Decompressive craniectomy (DC) has been shown to be an effective treatment for malignant cerebral infarction (MCI). There are limited nationwide studies evaluating outcome after craniectomy for MCI. To describe the evolution in DC practices for MCI, long-term survival, and associated prognostic factors. We searched the French medico-administrative national database to retrieve patients who underwent DC between 2008 and 2017. A total of 1841 cases of DC were performed over 10years in 51 centers. Mean age at procedure was 50.9years, 18% were above 60years, and 64.4% were male. There was a significant increase in DC for MCI over the 10years (p < 0.001), and the annual volume of procedures more than doubled (95/year vs. 243/year).
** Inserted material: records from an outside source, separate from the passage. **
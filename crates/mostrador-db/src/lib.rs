//! # mostrador-db: Local Durable Store for Mostrador
//!
//! This crate owns the on-device SQLite database. It holds the sync queue
//! and the point-of-sale tables the queue mirrors to the remote store.
//!
//! ## Architecture Position
//! ```text
//! ┌─────────────────────────────────────────────────────────────────────────┐
//! │                        Mostrador Data Flow                              │
//! │                                                                         │
//! │  Business code (register sale, adjust stock)                           │
//! │       │                                                                 │
//! │       ▼                                                                 │
//! │  ┌─────────────────────────────────────────────────────────────────┐   │
//! │  │                  mostrador-db (THIS CRATE)                      │   │
//! │  │                                                                 │   │
//! │  │   ┌───────────────┐    ┌───────────────┐    ┌──────────────┐  │   │
//! │  │   │   Database    │    │  Repositories │    │  Migrations  │  │   │
//! │  │   │   (pool.rs)   │    │               │    │  (embedded)  │  │   │
//! │  │   │               │    │ SyncQueue     │    │ 001_sync_    │  │   │
//! │  │   │ SqlitePool    │◄───│ LocalMutation │    │   queue.sql  │  │   │
//! │  │   │ WAL, FKs on   │    │               │    │ 002_local_   │  │   │
//! │  │   │               │    │               │    │   catalog.sql│  │   │
//! │  │   └───────────────┘    └───────────────┘    └──────────────┘  │   │
//! │  │                                                                 │   │
//! │  └─────────────────────────────────────────────────────────────────┘   │
//! │       │                                                                 │
//! │       ▼                                                                 │
//! │  ┌─────────────────────────────────────────────────────────────────┐   │
//! │  │                     SQLite Database                             │   │
//! │  │   ~/.local/share/pos/mostrador.db (platform data dir)           │   │
//! │  └─────────────────────────────────────────────────────────────────┘   │
//! └─────────────────────────────────────────────────────────────────────────┘
//! ```
//!
//! ## Module Organization
//!
//! - [`pool`] - Connection pool creation and configuration
//! - [`migrations`] - Embedded database migrations
//! - [`error`] - Database error types
//! - [`repository`] - Queue and local mutation repositories
//!
//! ## Usage
//!
//! ```rust,ignore
//! use mostrador_db::{Database, DbConfig};
//!
//! let db = Database::new(DbConfig::new("path/to/mostrador.db")).await?;
//!
//! // Business write and queue entry commit together
//! let applied = db
//!     .mutations(schema.clone())
//!     .apply("productos", OperationKind::Modify, &payload)
//!     .await?;
//!
//! // Dispatcher side
//! let batch = db.queue().next_batch(&ranker, 10).await?;
//! ```

// =============================================================================
// Module Declarations
// =============================================================================

pub mod error;
pub mod migrations;
pub mod pool;
pub mod repository;

// =============================================================================
// Re-exports
// =============================================================================

pub use error::{DbError, DbResult};
pub use pool::{Database, DbConfig};

// Repository re-exports for convenience
pub use repository::local::{LocalMutation, LocalMutationRepository};
pub use repository::queue::{QueueStatus, SyncQueueRepository};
Early survival at one week and one month was 86%, 95%CI (84.5, 87.6) and 79.7%, 95%CI (77.8, 81.5), respectively. Long-term survival at 1 and 5years were 73.6%, 95%CI (71.6, 75.7) and 68.9%, 95%CI (66.5, 71.4), respectively. Patients below 60years at the time of DC (HR = 0.5; 95%CI [0.4, 0.7], p < 0.001), DC being performed in a center with a high surgical activity (HR = 0.8; 95%CI [0.6, 0.9], p = 0.002), and the patients having unimpaired consciousness (HR = 0.6; 95%CI [0.5, 0.8], p < 0.001) were associated with increased survival in both univariate and adjusted Cox regressions.18.7% of the survivors had a cranioplasty inserted within 3months and 57.8% within 6months. The probability of having a cranioplasty at one year was 75.6%, 95%CI (77.9, 73.1). Over the past 10years in France, DC has been increasingly performed for MCI regardless of age. However, in-hospital mortality remains considerable, as about one quarter of patients died within the first weeks. For those who survive beyond 6months, the risk of death significantly decreases. Early mortality is especially high for comatose patients above 60years operated in inexperienced centers. Most of those who remain in good functional status tend to undergo a cranioplasty within the year following DC.